Marie Carter is an experienced Senior Consultant at Recognition. Here, she tells us about her Saturday on the high seas taking part in a media trip with a difference.

20/01/2015

Marie Carter is an experienced Senior Consultant at Recognition. Here, she tells us about her Saturday on the high seas taking part in a media trip with a difference.

HMS Trincomalee has certainly earned her esteemed position as the premier attraction at Hartlepool’s Maritime Experience. She is the world’s oldest warship still afloat and her mast can be seen majestically poking out above the modern rooftops on the approach to Jackson Dock. It is a crisply cold but sunny day that I am hugely thankful for given the recent ‘Weather Bombs’. The journalists I had invited on the Trincomalee press trip would be experiencing gun drill and mast climbing later and I wanted a clear day for both activities.

Although the day would revolve around HMS Trincomalee as our client, I had also organised a tour of Hartlepool’s Maritime Experience which is situated on the quay next to the ship. In addition, I had prepared a visit to the Heugh Battery Museum, which commemorates the Headland’s Bombardment in WW1 by the Imperial German Army. The day would be finished off with a relaxing trip to Wynyard Hall; sadly I wouldn’t be accompanying other members of the party.

One can only hope to get the slightest feeling of what life was really like on board Trincomalee two hundred years ago by walking its decks. Our tour of the Maritime Experience provided insight into the travails of life at sea and the treatment metered out to transgressors and of those unlucky enough to be injured and requiring of amputations. However, only a vivid imagination could hope to tell the full story of the harshness of life on board ship.

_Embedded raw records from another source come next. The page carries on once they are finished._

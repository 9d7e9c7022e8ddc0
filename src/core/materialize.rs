//! Where dependencies live on disk.
//!
//! The include root holds one slot per fetched dependency, keyed by the
//! dependency's local key. The project's own source tree is registered here
//! too, as the local alias `crate-root`, so that it is addressable exactly
//! like a fetched dependency (`#include <crate-root/util.h>`).

use std::collections::BTreeMap;
use std::path::{Component, Path, PathBuf};

use anyhow::Result;

use crate::core::dependency::DependencyIdentifier;
use crate::core::project::{ProjectContext, INCLUDE_DIR, SENTINEL_DIR, SOURCE_DIR};
use crate::util::fs::{entry_exists, symlink_idempotent, Created};

/// Alias under which the project's own `src/` is exposed.
pub const CRATE_ROOT_ALIAS: &str = "crate-root";

/// Map from local keys to on-disk locations for one project.
#[derive(Debug, Clone, PartialEq, Eq)]
pub struct MaterializationMap {
    root: PathBuf,
    include_root: PathBuf,
    /// alias key -> target, relative to the project root
    aliases: BTreeMap<String, PathBuf>,
}

impl MaterializationMap {
    /// The map for a project, with `crate-root` pointing at `src/`.
    pub fn for_project(ctx: &ProjectContext) -> Self {
        Self::new(ctx.root())
    }

    /// The map for a project rooted at `root`. Used before the root is a
    /// validated project (during scaffolding).
    pub fn new(root: &Path) -> Self {
        let mut aliases = BTreeMap::new();
        aliases.insert(CRATE_ROOT_ALIAS.to_string(), PathBuf::from(SOURCE_DIR));

        MaterializationMap {
            root: root.to_path_buf(),
            include_root: root.join(SENTINEL_DIR).join(INCLUDE_DIR),
            aliases,
        }
    }

    pub fn include_root(&self) -> &Path {
        &self.include_root
    }

    /// The slot a dependency is cloned into: `<include_root>/<local key>`.
    pub fn slot(&self, id: &DependencyIdentifier) -> PathBuf {
        self.include_root.join(id.key_path())
    }

    /// The alias whose slot `id` would fall inside, if any.
    pub fn reserved_by(&self, id: &DependencyIdentifier) -> Option<&str> {
        let first = match id.key_path().components().next()? {
            Component::Normal(first) => first.to_string_lossy().into_owned(),
            _ => return None,
        };
        self.aliases
            .get_key_value(&first)
            .map(|(alias, _)| alias.as_str())
    }

    /// Aliases and their absolute targets.
    pub fn aliases(&self) -> impl Iterator<Item = (&str, PathBuf)> + '_ {
        self.aliases
            .iter()
            .map(|(alias, target)| (alias.as_str(), self.root.join(target)))
    }

    /// Make every alias addressable under the include root.
    ///
    /// Each alias becomes a relative directory link. Existing entries are left
    /// alone. Returns one result per alias so a platform that refuses links
    /// does not hide the others.
    pub fn materialize_aliases(&self) -> Vec<(String, Result<Created>)> {
        let up: PathBuf = Path::new(SENTINEL_DIR)
            .join(INCLUDE_DIR)
            .components()
            .map(|_| Component::ParentDir)
            .collect();

        self.aliases
            .iter()
            .map(|(alias, target)| {
                let link = self.include_root.join(alias);
                (alias.clone(), symlink_idempotent(&up.join(target), &link))
            })
            .collect()
    }

    /// Header search directories for the compiler.
    ///
    /// Always the include root. An alias that is not materialized under the
    /// include root contributes its target directory directly.
    pub fn include_dirs(&self) -> Vec<PathBuf> {
        let mut dirs = vec![self.include_root.clone()];
        for (alias, target) in self.aliases() {
            if !entry_exists(&self.include_root.join(alias)) {
                tracing::debug!("alias `{}` not linked; adding {}", alias, target.display());
                dirs.push(target);
            }
        }
        dirs
    }
}
//! Implementation of `cargo-for-c new` and `cargo-for-c init`.
//!
//! Scaffolding is idempotent: anything that already exists is left exactly as
//! it is, so `init` can be re-run on a project at any time.

use std::path::{Component, Path, PathBuf};

use anyhow::{bail, Result};

use crate::core::manifest::generate_manifest;
use crate::core::materialize::MaterializationMap;
use crate::core::project::{ENTRY_POINT, MANIFEST_NAME, SOURCE_DIR};
use crate::util::fs::{create_dir_idempotent, write_if_absent, Created};

const MAIN_C: &str = r#"#include <stdio.h>

int main(void) {
    printf("Hello, world!\n");
    return 0;
}
"#;

const GITIGNORE: &str = "/target\n";

/// What scaffolding did.
#[derive(Debug, Clone, Default, PartialEq, Eq)]
pub struct ScaffoldReport {
    /// Project root.
    pub root: PathBuf,
    /// Entries created by this run.
    pub created: Vec<PathBuf>,
    /// Entries that were already present.
    pub existing: Vec<PathBuf>,
    /// Non-fatal problems, such as a platform refusing symbolic links.
    pub warnings: Vec<String>,
}

impl ScaffoldReport {
    fn record(&mut self, path: PathBuf, created: Created) {
        match created {
            Created::New => self.created.push(path),
            Created::AlreadyExists => self.existing.push(path),
        }
    }

    /// Whether this run created nothing.
    pub fn was_up_to_date(&self) -> bool {
        self.created.is_empty()
    }
}

/// Scaffold a project in `root`, which must already exist.
pub fn init_project(root: &Path) -> Result<ScaffoldReport> {
    if !root.is_dir() {
        bail!("`{}` is not a directory", root.display());
    }

    let mut report = ScaffoldReport {
        root: root.to_path_buf(),
        ..ScaffoldReport::default()
    };
    let map = MaterializationMap::new(root);

    let include_root = map.include_root().to_path_buf();
    let created = create_dir_idempotent(&include_root)?;
    report.record(include_root, created);

    let src = root.join(SOURCE_DIR);
    let created = create_dir_idempotent(&src)?;
    report.record(src.clone(), created);

    for (alias, result) in map.materialize_aliases() {
        let link = map.include_root().join(&alias);
        match result {
            Ok(created) => report.record(link, created),
            Err(e) => {
                tracing::debug!("could not link `{}`: {:#}", alias, e);
                report.warnings.push(format!(
                    "could not create the `{}` link ({:#}); the source directory is added to the include path instead",
                    alias, e
                ));
            }
        }
    }

    let files = [
        (root.join(MANIFEST_NAME), generate_manifest()),
        (src.join(ENTRY_POINT), MAIN_C.to_string()),
        (root.join(".gitignore"), GITIGNORE.to_string()),
    ];
    for (path, contents) in files {
        let created = write_if_absent(&path, &contents)?;
        report.record(path, created);
    }

    tracing::debug!(
        "scaffolded {}: {} created, {} existing",
        root.display(),
        report.created.len(),
        report.existing.len()
    );

    Ok(report)
}

/// Create `<parent>/<name>` if needed and scaffold a project inside it.
///
/// An existing directory is not an error.
pub fn new_project(parent: &Path, name: &str) -> Result<ScaffoldReport> {
    let mut components = Path::new(name).components();
    let valid = matches!(
        (components.next(), components.next()),
        (Some(Component::Normal(_)), None)
    );
    if !valid {
        bail!("invalid project name `{}`: expected a single directory name", name);
    }

    let root = parent.join(name);
    create_dir_idempotent(&root)?;
    init_project(&root)
}
// SPDX-License-Identifier: MIT
// Copyright 2026 Roland Dreier <roland@rolandd.dev>

//! Data models for the application.

pub mod activity;
pub mod token;
pub mod webhook;

pub use activity::Activity;
pub use token::TokenSet;
pub use webhook::{AspectType, WebhookEvent};
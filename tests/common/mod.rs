// SPDX-License-Identifier: MIT
// Copyright 2026 Roland Dreier <roland@rolandd.dev>

//! Shared test helpers: a recording warehouse writer and a local stub of
//! the Strava API.

// Each integration test binary compiles this module separately and uses a
// different subset of it.
#![allow(dead_code)]

use axum::{
    extract::{Path, State},
    http::StatusCode,
    response::{IntoResponse, Response},
    routing::{get, post},
    Json, Router,
};
use serde_json::json;
use std::sync::atomic::{AtomicU32, Ordering};
use std::sync::{Arc, Mutex};
use std::time::Duration;
use strava_bq_sync::config::Config;
use strava_bq_sync::db::WriteActivities;
use strava_bq_sync::error::AppError;
use strava_bq_sync::models::Activity;
use strava_bq_sync::retry::RetryPolicy;
use strava_bq_sync::services::{StravaClient, SyncService};
use strava_bq_sync::AppState;

pub const FIXTURE: &str = include_str!("../fixtures/activity.json");
pub const FIXTURE_ACTIVITY_ID: u64 = 8726373550;

// ─── Recording warehouse writer ──────────────────────────────────────────

/// In-memory stand-in for the BigQuery writer.
#[derive(Default)]
pub struct RecordingWriter {
    pub written: Mutex<Vec<Activity>>,
    pub tables_created: AtomicU32,
    fail_writes: bool,
}

impl RecordingWriter {
    pub fn new() -> Arc<Self> {
        Arc::new(Self::default())
    }

    /// Writer whose write_activity always fails with a storage error.
    pub fn failing() -> Arc<Self> {
        Arc::new(Self {
            fail_writes: true,
            ..Self::default()
        })
    }

    pub fn written_ids(&self) -> Vec<u64> {
        self.written
            .lock()
            .expect("writer lock")
            .iter()
            .map(|a| a.id)
            .collect()
    }
}

#[async_trait::async_trait]
impl WriteActivities for RecordingWriter {
    async fn write_activity(&self, activity: &Activity) -> Result<(), AppError> {
        if self.fail_writes {
            return Err(AppError::Storage("stub insert failure".to_string()));
        }
        self.written
            .lock()
            .expect("writer lock")
            .push(activity.clone());
        Ok(())
    }

    async fn create_activities_table(&self) -> Result<(), AppError> {
        self.tables_created.fetch_add(1, Ordering::SeqCst);
        Ok(())
    }
}

// ─── Strava API stub ─────────────────────────────────────────────────────

/// Scripted stub behavior.
#[derive(Clone)]
pub struct StubBehavior {
    /// Status for the token endpoint (200 serves a valid token response).
    pub token_status: u16,
    /// Status per activity call, in order; the last entry repeats. 200
    /// serves the activity fixture, 429 carries `Retry-After: 0`.
    pub activity_statuses: Vec<u16>,
}

impl Default for StubBehavior {
    fn default() -> Self {
        Self {
            token_status: 200,
            activity_statuses: vec![200],
        }
    }
}

struct StubState {
    behavior: StubBehavior,
    token_calls: AtomicU32,
    activity_calls: AtomicU32,
}

/// Handle to a running Strava API stub.
pub struct StravaStub {
    pub base_url: String,
    state: Arc<StubState>,
}

impl StravaStub {
    pub fn token_calls(&self) -> u32 {
        self.state.token_calls.load(Ordering::SeqCst)
    }

    pub fn activity_calls(&self) -> u32 {
        self.state.activity_calls.load(Ordering::SeqCst)
    }
}

async fn token_handler(State(state): State<Arc<StubState>>) -> Response {
    state.token_calls.fetch_add(1, Ordering::SeqCst);

    if state.behavior.token_status == 200 {
        Json(json!({
            "access_token": "stub-access-token",
            "refresh_token": "stub-refresh-token",
            "expires_at": chrono::Utc::now().timestamp() + 21_600,
        }))
        .into_response()
    } else {
        status_response(state.behavior.token_status)
    }
}

async fn activity_handler(
    State(state): State<Arc<StubState>>,
    Path(_id): Path<u64>,
) -> Response {
    let call = state.activity_calls.fetch_add(1, Ordering::SeqCst) as usize;
    let statuses = &state.behavior.activity_statuses;
    let status = statuses
        .get(call)
        .or_else(|| statuses.last())
        .copied()
        .unwrap_or(200);

    if status == 200 {
        let body: serde_json::Value = serde_json::from_str(FIXTURE).expect("valid fixture");
        Json(body).into_response()
    } else {
        status_response(status)
    }
}

fn status_response(status: u16) -> Response {
    let code = StatusCode::from_u16(status).expect("valid status");
    if status == 429 {
        (code, [("Retry-After", "0")], "rate limited").into_response()
    } else {
        (code, "stub error").into_response()
    }
}

/// Spawn a stub Strava API on an ephemeral local port.
pub async fn spawn_strava_stub(behavior: StubBehavior) -> StravaStub {
    let state = Arc::new(StubState {
        behavior,
        token_calls: AtomicU32::new(0),
        activity_calls: AtomicU32::new(0),
    });

    let app = Router::new()
        .route("/oauth/token", post(token_handler))
        .route("/api/v3/activities/{id}", get(activity_handler))
        .with_state(state.clone());

    let listener = tokio::net::TcpListener::bind("127.0.0.1:0")
        .await
        .expect("bind stub listener");
    let addr = listener.local_addr().expect("stub addr");

    tokio::spawn(async move {
        axum::serve(listener, app).await.expect("stub server");
    });

    StravaStub {
        base_url: format!("http://{addr}"),
        state,
    }
}

// ─── App construction ────────────────────────────────────────────────────

/// Test config pointing the Strava endpoints at the stub, with backoffs
/// shortened so retry scenarios finish quickly.
pub fn test_config(stub_base_url: &str) -> Config {
    let mut config = Config::test_default();
    config.strava_api.token_url = format!("{stub_base_url}/oauth/token");
    config.strava_api.api_base_url = format!("{stub_base_url}/api/v3");
    config.strava_api.token_retry = RetryPolicy::new(2, Duration::from_millis(10));
    config.strava_api.activity_retry = RetryPolicy::new(3, Duration::from_millis(10));
    config
}

/// Sync pipeline wired to the stub and the given writer.
pub fn build_sync(config: &Config, writer: Arc<RecordingWriter>) -> SyncService {
    let strava = StravaClient::new(config.strava_api.clone()).expect("client");
    SyncService::new(strava, config.tokens(), writer)
}

/// Full test app (router + state) against the stub.
pub fn create_test_app(config: Config, writer: Arc<RecordingWriter>) -> axum::Router {
    let sync = build_sync(&config, writer);
    let state = Arc::new(AppState { config, sync });
    strava_bq_sync::routes::create_router(state)
}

Sailors would be ‘pressganged’ or hired to come on board by identifying them through their stoops. I’m a woman of average height and had to hunch to walk around the ship. The average male height then was 5, 7” tall and one noted captain was a towering 6, 2”. Life on board was dirty and difficult with sailors crammed into hammocks like sardines and the often rancid food was lashed with a ration of eight pints of beer a day supplemented by rum.

Richard was our main guide for the day and he dressed in period costume as a Post- Captain, a now obsolete term for the rank of Captain in the Royal Navy. Richard ably guided us through gun drill showing us how to load a canon and talking us through the types of munitions on board. It was easy to imagine the sailors packing the canons and the deck as a hot and noisy hive of activity. The quay provided ample space for a canon and musket display, which was both thrilling and very loud. As well as developing stoops due to crouching one could imagine that ear drums could easily be damaged under fire.

Two members of our party bravely decided to climb to the platform situated three quarters up the mast. The day was bright and breezy but cold, so I decided to stay firmly on the deck. Well done to everyone who took part, it was a real achievement to climb albeit kitted out in full safety harness. Today, we have many safety precautions that could only have been dreamed about in the days of Trincomalee.

Our visit to the Headland’s Heugh Gun Battery was another highlight. In a bloody fight, the Battery returned fire in what was the only battle to be fought on British soil during the First World War. One of the Battery’s soldiers, Theo Jones of the Durham Light Infantry, became the first British soldier to be killed by enemy action on home ground in the war.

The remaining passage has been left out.